The minimum cost flow problem is an optimization and decision problem to find the minimum-cost way of sending a certain amount of flow through a flow network. A flow network is a directed graph \(G = (V, E)\) with a source node \(s \in V\) and a sink node \(t \in V\), where each edge \(e_{u,v} \in E\) has capacity \(c_{u,v} > 0\) and cost \(a_{u,v}\). The edge \(e_{u,v}\) can be assigned a flow \(f_{u,v} \ge 0\), and the cost of sending this flow is \(f_{u,v} \cdot a_{u,v}\). The problem requires an amount of flow K to be sent from source s to sink t, and the goal is to minimize the total cost of the flow over all edges:

$$\begin{aligned} \text {Minimize }&\sum _{e_{u,v} \in E} f_{u,v} \cdot a_{u,v} \end{aligned}$$
(4)
$$\begin{aligned} \text {subject to: }&~f_{u,v} \le c_{u,v} \end{aligned}$$
(5)
$$\begin{aligned}&\sum _{w \in V} f_{w, u} = \sum _{w \in V} f_{u,w} ~(u \ne s, t) \end{aligned}$$
(6)
$$\begin{aligned}&\sum _{w \in V} f_{s,w} = \sum _{w \in V} f_{w,t} = K \end{aligned}$$
(7)

3.2 Flow Network Structure

To map the container scheduling problem to MCFP, we represent it using a specific flow network. Figure 1 shows an example of the flow network, in which we only annotate the capacity on edges. This graph corresponds to an instantaneous status of the container cluster, encoding a set of requested containers and clustered machines. The overall structure of the graph can be described as follows.

Fig. 1.
figure 1

An example of the flow network

  • Source Node: The source node s on the left hand with a supply K, which represents how many containers can be scheduled at a time in our context. By default, the supply is set to the total number of requested containers in the scheduler \((K = N)\).

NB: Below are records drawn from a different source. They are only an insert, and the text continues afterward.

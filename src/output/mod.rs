//! Output formatting and display system
//!
//! Human-readable output goes through an [`OutputFormatter`]; `--json` output
//! is a single [`JsonReport`] document.

mod colored;
mod formatter;

pub use colored::{ColorScheme, ColoredFormatter, PerformanceLevel};
pub use formatter::{Alignment, Column, FormattingOptions, OutputFormatter, PlainFormatter, RowData, TableFormat};

use crate::{
    error::Result,
    models::{ProgressEvent, TestResult},
    registry::ServerRegistry,
};
use serde::{Deserialize, Serialize};

/// Output formatting factory for creating appropriate formatters
pub struct OutputFormatterFactory;

impl OutputFormatterFactory {
    /// Create a formatter based on color support and preferences
    pub fn create_formatter(enable_color: bool, verbose: bool) -> Box<dyn OutputFormatter> {
        let options = FormattingOptions {
            enable_color,
            verbose_mode: verbose,
            table_borders: true,
        };

        if enable_color {
            Box::new(ColoredFormatter::new(options))
        } else {
            Box::new(PlainFormatter::new(options))
        }
    }

    /// Create a plain text formatter for scripts/logs
    pub fn create_plain_formatter() -> Box<dyn OutputFormatter> {
        Self::create_formatter(false, false)
    }
}

/// Machine-readable document printed with `--json`
#[derive(Debug, Clone, PartialEq, Serialize, Deserialize)]
pub struct JsonReport {
    /// Results of the runs made by this invocation
    pub results: Vec<TestResult>,
    /// Most recent history entries, oldest first
    pub history: Vec<TestResult>,
}

/// Main output coordinator that handles all result display
pub struct OutputCoordinator {
    formatter: Box<dyn OutputFormatter>,
}

impl OutputCoordinator {
    pub fn new(formatter: Box<dyn OutputFormatter>) -> Self {
        Self { formatter }
    }

    pub fn formatter(&self) -> &dyn OutputFormatter {
        self.formatter.as_ref()
    }

    pub fn progress_line(&self, event: &ProgressEvent) -> Result<String> {
        self.formatter.format_progress(event)
    }

    /// Header plus result block for run `index` of `total`
    pub fn display_result(&self, result: &TestResult, index: u32, total: u32) -> Result<String> {
        let title = if total > 1 {
            format!("Speed Test Result {}/{}", index, total)
        } else {
            "Speed Test Result".to_string()
        };

        Ok(format!(
            "{}\n{}",
            self.formatter.format_header(&title)?,
            self.formatter.format_result(result)?
        ))
    }

    pub fn display_history(&self, history: &[TestResult]) -> Result<String> {
        self.formatter.format_history(history)
    }

    pub fn display_servers(&self, registry: &ServerRegistry) -> Result<String> {
        self.formatter.format_server_list(registry)
    }

    pub fn display_warning(&self, message: &str) -> Result<String> {
        self.formatter.format_warning(message)
    }

    pub fn display_success(&self, message: &str) -> Result<String> {
        self.formatter.format_success(message)
    }

    /// Render the `--json` document
    pub fn json_report(results: &[TestResult], history: &[TestResult]) -> Result<String> {
        let report = JsonReport {
            results: results.to_vec(),
            history: history.to_vec(),
        };
        Ok(serde_json::to_string_pretty(&report)?)
    }
}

  • Container Node: Each requested container is represented as node \(C_{i}\) in the graph, and has an edge from source node s with capacity 1.

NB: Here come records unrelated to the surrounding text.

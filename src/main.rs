//! Network Speed Tester - Main CLI Application
//!
//! Measures latency, jitter, download and upload throughput against a
//! selectable test server.

use clap::Parser;
use network_speed_tester::{
    app::App,
    cli::Cli,
    error::{AppError, ErrorReporter, Result},
};
use std::process;

#[tokio::main]
async fn main() {
    std::panic::set_hook(Box::new(|panic_info| {
        eprintln!("Application panic: {}", panic_info);
        eprintln!("Please report this issue together with the output of `nst --version-info`.");
        process::exit(AppError::internal("panic").exit_code());
    }));

    let cli = Cli::parse();
    let reporter = ErrorReporter::new(!cli.no_color && !cli.json, cli.verbose || cli.debug);

    if let Err(e) = run_application(cli).await {
        reporter.report_error(&e);
        print_error_suggestions(&e);
        process::exit(e.exit_code());
    }
}

async fn run_application(cli: Cli) -> Result<()> {
    App::new(cli)?.run().await
}

/// Print helpful suggestions for common errors
fn print_error_suggestions(error: &AppError) {
    match error {
        AppError::Config(_) | AppError::UnknownServer(_) => {
            eprintln!();
            eprintln!("Configuration help:");
            eprintln!("  - Run `nst --list-servers` to see valid server identifiers");
            eprintln!("  - Check your .env file (`nst --print-env-example` shows the format)");
            eprintln!("  - Timeouts and sizes must be positive numbers within their limits");
        }
        AppError::Network(_) | AppError::Download(_) | AppError::Upload(_) => {
            eprintln!();
            eprintln!("Network troubleshooting:");
            eprintln!("  - Check your internet connection");
            eprintln!("  - Try another server with --server");
            eprintln!("  - Verify firewall or proxy settings");
        }
        AppError::Timeout(_) => {
            eprintln!();
            eprintln!("Timeout help:");
            eprintln!("  - Increase --transfer-timeout for slow links");
            eprintln!("  - Use a smaller --upload-size");
        }
        _ => {}
    }
}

  • Machine Node: Each clustered machine is represented as node \(M_{i}\) in the graph, and has an edge from the container node with capacity 1 if the machine is eligible to place the container.

  • Unscheduled Node: Inspired by the work [14], we add a new node, called unscheduled node U. All container nodes have an outgoing edge to node U with capacity 1.

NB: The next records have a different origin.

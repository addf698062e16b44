//! Configuration parsing from CLI arguments and environment variables

use crate::{cli::Cli, config::env::EnvManager, error::Result, models::Config};
use tracing::debug;

/// Configuration parser that combines CLI arguments with environment variables
pub struct ConfigParser {
    cli: Cli,
}

impl ConfigParser {
    /// Create a new configuration parser with CLI arguments
    pub fn new(cli: Cli) -> Self {
        Self { cli }
    }

    /// Build the configuration: defaults, then .env, then environment, then CLI
    pub fn parse(&self) -> Result<Config> {
        let mut config = Config::default();

        EnvManager::load_env_file(self.cli.env_file.as_deref())?;
        config.merge_from_env()?;
        self.apply_cli_overrides(&mut config);

        config.validate()?;
        Ok(config)
    }

    /// Apply the flags the user actually passed
    pub fn apply_cli_overrides(&self, config: &mut Config) {
        let cli = &self.cli;

        if let Some(server) = &cli.server {
            config.server = server.trim().to_lowercase();
        }
        if let Some(default_server) = &cli.default_server {
            config.default_server = default_server.trim().to_lowercase();
        }
        if let Some(probe_timeout) = cli.probe_timeout {
            config.probe_timeout_ms = probe_timeout;
        }
        if let Some(transfer_timeout) = cli.transfer_timeout {
            config.transfer_timeout_seconds = transfer_timeout;
        }
        if let Some(upload_size) = cli.upload_size {
            config.upload_payload_bytes = upload_size;
        }
        if let Some(history) = cli.history {
            config.history_display = history;
        }
        if let Some(runs) = cli.runs {
            config.runs = runs;
        }
        if let Some(color) = cli.color_override() {
            config.enable_color = color;
        }

        // CLI-only switches
        config.verbose = cli.verbose;
        config.debug = cli.debug;
        config.json = cli.json;

        debug!(
            server = %config.server,
            runs = config.runs,
            probe_timeout_ms = config.probe_timeout_ms,
            transfer_timeout_seconds = config.transfer_timeout_seconds,
            "applied CLI overrides"
        );
    }
}

/// Convenience function to load complete configuration from CLI arguments
pub fn load_config(cli: Cli) -> Result<Config> {
    ConfigParser::new(cli).parse()
}

/// Human-readable configuration summary for verbose output
pub fn display_config_summary(config: &Config) -> String {
    [
        format!("Server: {} (auto = {})", config.server, config.default_server),
        format!("Probe Timeout: {}ms", config.probe_timeout_ms),
        format!("Transfer Timeout: {}s", config.transfer_timeout_seconds),
        format!("Upload Payload: {} bytes", config.upload_payload_bytes),
        format!("Runs: {}", config.runs),
        format!("History Shown: {}", config.history_display),
        format!("Color Output: {}", config.enable_color),
        format!("Verbose: {}", config.verbose),
        format!("Debug: {}", config.debug),
    ]
    .join("\n")
}
//! Server profile data model

use serde::{Deserialize, Serialize};

/// Resolved endpoint information for one logical test server
#[derive(Debug, Clone, PartialEq, Eq, Serialize, Deserialize)]
pub struct ServerProfile {
    /// Registry key, e.g. `hetzner`
    pub id: String,

    /// Human-readable name
    pub name: String,

    /// Where the server lives, for display only
    pub location: String,

    /// Fixed-size test object fetched by the download phase
    pub download_url: String,

    /// Echo/ingest endpoint receiving the upload payload
    pub upload_url: String,

    /// Lightweight endpoint used for latency probes
    pub probe_url: String,
}

impl ServerProfile {
    pub fn new(
        id: &str,
        name: &str,
        location: &str,
        download_url: &str,
        upload_url: &str,
        probe_url: &str,
    ) -> Self {
        Self {
            id: id.to_string(),
            name: name.to_string(),
            location: location.to_string(),
            download_url: download_url.to_string(),
            upload_url: upload_url.to_string(),
            probe_url: probe_url.to_string(),
        }
    }

    /// Profile pointing every endpoint at paths below one base URL
    pub fn with_base_url(id: &str, name: &str, base_url: &str) -> Self {
        let base = base_url.trim_end_matches('/');
        Self::new(
            id,
            name,
            "custom",
            &format!("{}/download", base),
            &format!("{}/upload", base),
            &format!("{}/ping", base),
        )
    }

    /// Label used in tables: `Name (location)`
    pub fn display_name(&self) -> String {
        format!("{} ({})", self.name, self.location)
    }

    /// Check that every endpoint is an absolute http(s) URL
    pub fn validate(&self) -> crate::Result<()> {
        for (label, value) in [
            ("download", &self.download_url),
            ("upload", &self.upload_url),
            ("probe", &self.probe_url),
        ] {
            let parsed = url::Url::parse(value).map_err(|e| {
                crate::AppError::validation(format!(
                    "Server '{}' has an invalid {} URL '{}': {}",
                    self.id, label, value, e
                ))
            })?;
            if !matches!(parsed.scheme(), "http" | "https") {
                return Err(crate::AppError::validation(format!(
                    "Server '{}' {} URL must use http or https: {}",
                    self.id, label, value
                )));
            }
        }
        Ok(())
    }
}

  • Sink Node: The sink node t on the right hand is the place to drain off the flow. All machine nodes have an edge to sink with capacity 1, and the unscheduled node has an edge to sink with capacity N.

MCFP algorithms would optimally route the flow from the source to the sink without exceeding the capacity constraint on any edge. A path in the flow network first gets to a container node from the source, and then reaches the sink through a machine node or unscheduled node. Thus, if the path goes through a machine node, it corresponds to an assignment for the container. Otherwise, if the path goes through an unscheduled node, it does not schedule the container at this moment.

3.3 Encoding Deployment Requirements

As the goal of the MCFP problem is to minimize the total cost of the flow over all edges, we can flexibly assign the costs on the edges to make the MCFP algorithms return a solution which we desire for the container placement. Considering two deployment requirements from containers, we propose following methods to encode them on edges.

Fig. 2.
figure 2

An example for encoding the multi-resource requirements

Multi-resource Guarantee. In order to make the values of different resources comparable to each other and easy to handle, we first normalize the resource number to be the fraction of the corresponding maximum capacity independently. After normalization, the scheduler checks which machines have sufficient resources to place the requested containers. If a machine is eligible for a container, it adds an edge from the container node to the machine node with capacity 1. The challenge here is how to assign the costs on the edges to differentiate the quality of different placements. We introduce two strategies which are inspired by vector bin packing algorithms [20]: dot-product heuristic and most-loaded heuristic.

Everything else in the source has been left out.